Lost
treasures are never really lost if you know where, and how, to look
Everyone I know has misplaced something and, sometimes, those items aren't found until
years afterward.
Anybody who has done a lot of moving around in this crazy world -- and that includes all
the working musicians I know -- has decided one day to spend an enjoyable hour with a
favorite album of the past and found, to his dismay, that the platter, or tape or disc is
no longer in the personal musical library.
Now where did I last hear that scratchy old Bix Beiderbecke record with the Wolverines?
Was I sitting in the living room in Boston, or was I on the deck behind the Colorado
house? To whom did I lend that Phineas Newborn album? Bechet!
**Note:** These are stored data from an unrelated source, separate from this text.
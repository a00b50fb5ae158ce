use std::fs::File;
use std::io::{BufWriter, Write};
use std::path::{Path, PathBuf};
use std::process::ExitCode;

use ata_core::codec::{CodecId, zstdc};
use ata_core::entry::PassphraseProvider;
use ata_core::error::{AtaError, Result};
use ata_core::list::ListedEntry;
use ata_core::{
    CreateOptions, EntryPath, ExtractOptions, ExtractReport, FailureMode, FsEntrySink,
    FsEntrySource, OpenOptions, Opened, list,
};
use secrecy::{ExposeSecret, SecretString};
use time::OffsetDateTime;
use time::macros::format_description;
use tracing::{info, warn};

use super::config::{Config, ExtractConfig};
use crate::presentation::cli::{Compression, ReadArgs};

pub const PASSPHRASE_ENV: &str = "ATA_PASSPHRASE";

/// `ATA_PASSPHRASE` if set, otherwise an interactive prompt. Only asked
/// when the archive is (or will be) encrypted.
pub struct PromptPassphrase {
    confirm: bool,
}

impl PromptPassphrase {
    pub fn new(confirm: bool) -> Self {
        Self { confirm }
    }
}

impl PassphraseProvider for PromptPassphrase {
    fn passphrase(&self) -> Result<SecretString> {
        if let Ok(v) = std::env::var(PASSPHRASE_ENV) {
            if !v.is_empty() {
                return Ok(SecretString::from(v));
            }
        }
        let first = SecretString::from(rpassword::prompt_password("Passphrase: ")?);
        if first.expose_secret().is_empty() {
            return Err(AtaError::MissingPassphrase);
        }
        if self.confirm {
            let again = SecretString::from(rpassword::prompt_password("Repeat passphrase: ")?);
            if first.expose_secret() != again.expose_secret() {
                return Err(AtaError::InvalidOption("passphrases do not match".into()));
            }
        }
        Ok(first)
    }
}

/// Command-line overrides for `create`. `None` keeps the config value.
pub struct CreateFlags {
    pub compression: Option<Compression>,
    pub level: Option<i32>,
    pub chunk_size: Option<usize>,
    pub jobs: Option<usize>,
    pub encrypt: bool,
    pub deterministic: bool,
}

impl CreateFlags {
    fn apply(self, opts: &mut CreateOptions) {
        match self.compression {
            Some(Compression::Zstd) => {
                opts.compression.codec = CodecId::Zstd;
                if opts.compression.level == 0 {
                    opts.compression.level = zstdc::DEFAULT_LEVEL;
                }
            }
            Some(Compression::None) => opts.compression.codec = CodecId::None,
            None => {}
        }
        if let Some(l) = self.level {
            opts.compression.level = l;
        }
        if let Some(c) = self.chunk_size {
            opts.chunk_size = c;
        }
        if let Some(j) = self.jobs {
            opts.workers = j;
        }
        opts.encrypt |= self.encrypt;
        opts.deterministic |= self.deterministic;
    }
}

pub fn handle_create(
    archive: PathBuf,
    inputs: Vec<PathBuf>,
    flags: CreateFlags,
    config: Config,
) -> Result<ExitCode> {
    let mut opts = config.create;
    flags.apply(&mut opts);

    let source = FsEntrySource::new(&inputs)?;
    let prompt = PromptPassphrase::new(true);
    let provider = opts.encrypt.then_some(&prompt as &dyn PassphraseProvider);
    let out = BufWriter::new(File::create(&archive)?);
    let (out, stats) = ata_core::create(out, source, &opts, provider)?;
    out.into_inner()
        .map_err(|e| AtaError::Io(e.into_error()))?
        .sync_all()?;

    info!(archive = %archive.display(), "archive written");
    eprintln!(
        "create: {} files, {} dirs, {} symlinks, {} chunks, {} -> {} bytes (ratio {:.3})",
        stats.files,
        stats.dirs,
        stats.symlinks,
        stats.chunks,
        stats.logical_bytes,
        stats.stored_bytes,
        stats.compression_ratio()
    );
    Ok(ExitCode::SUCCESS)
}

fn format_mtime(secs: i64) -> String {
    let fmt = format_description!("[year]-[month]-[day] [hour]:[minute]");
    OffsetDateTime::from_unix_timestamp(secs)
        .ok()
        .and_then(|t| t.format(&fmt).ok())
        .unwrap_or_else(|| secs.to_string())
}

fn long_line(e: &ListedEntry) -> String {
    let mut line = format!(
        "{:<7} {:04o} {:>12} {:>12} {} {:>6} {}",
        e.kind,
        e.mode,
        e.size,
        e.stored,
        format_mtime(e.mtime),
        e.chunks,
        e.path
    );
    if let Some(t) = &e.link_target {
        line.push_str(" -> ");
        line.push_str(t);
    }
    line
}

pub fn handle_list(archive: PathBuf, long: bool, json: bool) -> Result<ExitCode> {
    let listing = list(&archive)?;
    let mut out = std::io::stdout().lock();
    if json {
        serde_json::to_writer_pretty(&mut out, &listing).map_err(std::io::Error::from)?;
        writeln!(out)?;
        return Ok(ExitCode::SUCCESS);
    }
    if !listing.complete {
        warn!("archive is incomplete; only entries finished before the interruption are listed");
    }
    for e in &listing.entries {
        if long {
            writeln!(out, "{}", long_line(e))?;
        } else {
            writeln!(out, "{}", e.path)?;
        }
    }
    Ok(ExitCode::SUCCESS)
}

fn open_archive(archive: &Path, allow_incomplete: bool, cfg: &ExtractConfig) -> Result<Opened> {
    let opts = OpenOptions {
        allow_incomplete,
        limits: cfg.limits.clone(),
    };
    let prompt = PromptPassphrase::new(false);
    Opened::open_path(archive, Some(&prompt), &opts)
}

fn extract_options(
    all_or_nothing: bool,
    read: &ReadArgs,
    cfg: &ExtractConfig,
    paths: &[String],
) -> Result<ExtractOptions> {
    let mode = if all_or_nothing {
        FailureMode::AllOrNothing
    } else {
        cfg.failure_mode.unwrap_or(FailureMode::BestEffort)
    };
    let mut opts = ExtractOptions::new(mode);
    if let Some(w) = read.jobs.or(cfg.workers) {
        opts = opts.with_workers(w);
    }
    if !paths.is_empty() {
        let parsed = paths
            .iter()
            .map(|p| EntryPath::parse(p))
            .collect::<Result<Vec<_>>>()?;
        opts = opts.with_paths(parsed);
    }
    Ok(opts)
}

/// Print failures and pick the exit code. Partial results are never
/// reported as success.
fn conclude(cmd: &str, report: &ExtractReport) -> ExitCode {
    for (path, err) in report.failures() {
        eprintln!("{cmd}: {path}: {err}");
    }
    if !report.archive_complete {
        eprintln!("{cmd}: archive is incomplete; recovered entries only");
    }
    if report.is_success() {
        ExitCode::SUCCESS
    } else {
        if !report.materialized && cmd == "extract" {
            eprintln!("{cmd}: nothing was written");
        }
        ExitCode::FAILURE
    }
}

pub fn handle_extract(
    archive: PathBuf,
    paths: Vec<String>,
    dest: PathBuf,
    all_or_nothing: bool,
    read: ReadArgs,
    config: Config,
) -> Result<ExitCode> {
    let opts = extract_options(all_or_nothing, &read, &config.extract, &paths)?;
    let mut opened = open_archive(&archive, read.allow_incomplete, &config.extract)?;
    let mut sink = FsEntrySink::new(dest)?;
    let report = opened.extract(&mut sink, &opts)?;
    info!(
        entries = report.entries.len(),
        ok = report.entries.iter().filter(|r| r.is_ok()).count(),
        "extraction finished"
    );
    Ok(conclude("extract", &report))
}

pub fn handle_verify(archive: PathBuf, read: ReadArgs, config: Config) -> Result<ExitCode> {
    let opts = extract_options(false, &read, &config.extract, &[])?;
    let mut opened = open_archive(&archive, read.allow_incomplete, &config.extract)?;
    let report = opened.verify(&opts)?;
    let code = conclude("verify", &report);
    if report.is_success() {
        println!("Archive is valid");
    }
    Ok(code)
}

pub fn handle_cat(
    archive: PathBuf,
    path: String,
    allow_incomplete: bool,
    config: Config,
) -> Result<ExitCode> {
    let path = EntryPath::parse(&path)?;
    let mut opened = open_archive(&archive, allow_incomplete, &config.extract)?;
    let mut reader = opened.open_entry(&path)?;
    let mut out = std::io::stdout().lock();
    std::io::copy(&mut reader, &mut out)?;
    out.flush()?;
    Ok(ExitCode::SUCCESS)
}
Where's my Sidney Bechet?
The one with the master takes from the Victor sessions!
When the technology of preserving sound moved into the realm of CDs, I worried that a lot
of the old recordings I cherished would not be available in the more listenable format (I
know, I know, a lot of audiophiles disagree about the merits of digital versus analog
recording, but that's another story).
Consider what confronted the collector: a greedy industry faced with the task of
transferring nearly a century's worth of recorded music into a computerized format that
was exploding weekly with improvements. Choices had to be made, and that's what worried a
lot of us. It meant that music already available could be repackaged and sold for more in
a different format. The fear for me was that not-necessarily-popular recordings that
carried historic weight would disappear for years to come as the recording industry
adjusted to the new techniques that had landed like a dove from financial heaven.
In addition, and because collectors remembered the fate of the 78-rpm record, there was
the nagging worry that all our old record collections preserved in their original formats
would be unplayable. For a period during the 1980s, I found it bloody hard to find a
diamond-tipped needle for my turntable's stylus, so I hurried to transfer many of my
33-rpm and 45-rpm vinyl discs to cassette tapes.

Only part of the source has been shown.